Evaluation of endodormancy release models in temperate fruit tree species has generally been indirect, as a component of the global evaluation of bud break-date models that include an endodormancy release module. Due to the lack of data, their direct evaluation based on the knowledge of the dynamics of bud dormancy states has been very succinct. Consequently, these models have not been optimized, except for the 'amount of chill units required to break endodormancy' taken as the genotype specific parameter. As part of different studies on bud state during the rest period, near 30 yearly dynamics of the dormancy state of 'Redhaven' peach vegetative buds under natural conditions have been recorded, based on the biological 'one node cuttings' test under standard conditions (25°C). These data were used to optimize classic models (Weinberger-W; Utah-U, etc.) of endodormancy release in fruit tree species with temperature as the only input variable, in order to compare their goodness of fit and their predictive capacity. The fitted parameters were the 'amount of chill units required to break endodormancy', those of the temperature functions f(T) describing the rate of endodormancy development and, when relevant, the starting date of endodormancy release. The results and practical conclusions for predicting dormancy release date are presented. The optimization method used was the minimization of the mean square error (MSE) between the observed (biological test) and the computed dates of endodormancy release and was carried out using the nls module of R software.
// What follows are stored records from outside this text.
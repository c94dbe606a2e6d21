//! Integration tests for the experiment scheduler
//!
//! Sequences are parsed from YAML, instantiated through the experiment
//! registry and run against a simulated power supply on a paused clock.

use labd::experiment::storage::MemorySink;
use labd::experiment::{
    ExperimentContext, ExperimentRegistry, ExperimentState, SequenceDefinition, SequenceRunner,
    SequenceStatus,
};
use labd::hardware::virtual_psu::VirtualPowerSupply;
use labd::hardware::{Instrument, InstrumentSet, VoltageCurrentControllable};
use std::sync::Arc;
use tokio::sync::broadcast::error::RecvError;

const TWO_STEPS: &str = r#"
sequence:
  - experiment_type: power_supply_monitor
    name: settle
    params:
      device: bench
      sampling_rate_hz: 2
      duration_secs: 1
      target_voltage: 8.0
      target_current: 3.0
      output_on: true
  - experiment_type: power_supply_monitor
    name: hold
    params:
      device: bench
      sampling_rate_hz: 4
      duration_secs: 0.5
      switch_off_on_stop: true
"#;

fn runner(yaml: &str, sink: &MemorySink) -> (SequenceRunner, Arc<VirtualPowerSupply>) {
    let supply = Arc::new(VirtualPowerSupply::new(5.0));
    let instruments = InstrumentSet::new(vec![Instrument::power_supply("bench", supply.clone())]);
    let sequence = SequenceDefinition::from_yaml_str("bench-check", yaml).unwrap();
    let experiments = ExperimentRegistry::with_builtin()
        .instantiate(&sequence)
        .unwrap();
    let runner = SequenceRunner::new(
        sequence.name.clone(),
        experiments,
        ExperimentContext::new(instruments),
        Arc::new(sink.clone()),
        "output",
        256,
    );
    (runner, supply)
}

#[tokio::test(start_paused = true)]
async fn test_snapshots_progress_monotonically_and_in_order() {
    let sink = MemorySink::new();
    let (runner, supply) = runner(TWO_STEPS, &sink);
    let mut updates = runner.subscribe();

    let initial = runner.status();
    assert!(initial
        .experiments
        .iter()
        .all(|e| e.state == ExperimentState::NotStarted));

    let final_status = tokio::spawn(runner.run()).await.unwrap();

    let mut snapshots: Vec<SequenceStatus> = Vec::new();
    loop {
        match updates.recv().await {
            Ok(status) => snapshots.push(status),
            Err(RecvError::Lagged(_)) => panic!("channel sized for the whole run"),
            Err(RecvError::Closed) => break,
        }
    }

    assert_eq!(snapshots.first(), Some(&initial));
    assert_eq!(snapshots.last(), Some(&final_status));

    for index in 0..2 {
        let progress: Vec<f64> = snapshots
            .iter()
            .map(|s| s.experiments[index].progress)
            .collect();
        assert!(
            progress.windows(2).all(|pair| pair[0] <= pair[1]),
            "progress of experiment {index} went backwards: {progress:?}"
        );
    }

    // the second experiment does not start before the first is finished
    for snapshot in &snapshots {
        if snapshot.experiments[1].state != ExperimentState::NotStarted {
            assert_eq!(snapshot.experiments[0].state, ExperimentState::Finished);
        }
    }

    for experiment in &final_status.experiments {
        assert_eq!(experiment.state, ExperimentState::Finished);
        assert_eq!(experiment.progress, 1.0);
        assert!(experiment.error.is_none(), "{:?}", experiment.error);
    }
    assert_eq!(final_status.get("settle").unwrap().samples, 3);
    assert_eq!(final_status.get("hold").unwrap().samples, 3);
    assert!(!supply.is_output_on().await.unwrap());
}

#[tokio::test(start_paused = true)]
async fn test_series_reach_the_sink_with_readings() {
    let sink = MemorySink::new();
    let (runner, _supply) = runner(TWO_STEPS, &sink);
    runner.run().await;

    let stored = sink.stored();
    let names: Vec<_> = stored.iter().map(|s| s.experiment.as_str()).collect();
    assert_eq!(names, ["settle", "hold"]);

    let settle = &stored[0].series;
    assert_eq!(settle.fields(), ["voltage", "current"]);
    assert_eq!(settle.timestamps(), [0.0, 0.5, 1.0]);
    for record in settle.records() {
        assert!((record.values[0] - 8.0).abs() < 1e-9);
        assert!((record.values[1] - 1.6).abs() < 1e-9);
    }
    assert_eq!(stored[0].directory, std::path::Path::new("output").join("bench-check"));
}

#[tokio::test(start_paused = true)]
async fn test_failing_experiment_does_not_stop_the_sequence() {
    let yaml = r#"
sequence:
  - experiment_type: power_supply_monitor
    name: ghost
    params: { device: missing, duration_secs: 1 }
  - experiment_type: power_supply_monitor
    name: real
    params: { device: bench, duration_secs: 1 }
"#;
    let sink = MemorySink::new();
    let (runner, _supply) = runner(yaml, &sink);
    let status = runner.run().await;

    let ghost = status.get("ghost").unwrap();
    assert_eq!(ghost.state, ExperimentState::Finished);
    assert_eq!(ghost.samples, 0);
    assert!(ghost.error.as_deref().unwrap().contains("missing"));

    let real = status.get("real").unwrap();
    assert_eq!(real.samples, 2);
    assert!(real.error.is_none());
}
As main results: the optimization of the W model resulted in an increase of the standard threshold temperature; the endodormancy release effect of negative temperatures (up to freezing injury) in the optimized form of U model that was not taken into account in the standard form; the sharp transition from positive to negative f(T) values for the temperatures above 12°C , in the optimized U model; and the fact that the model of Weinberger is a particular form of smoothed Utah model.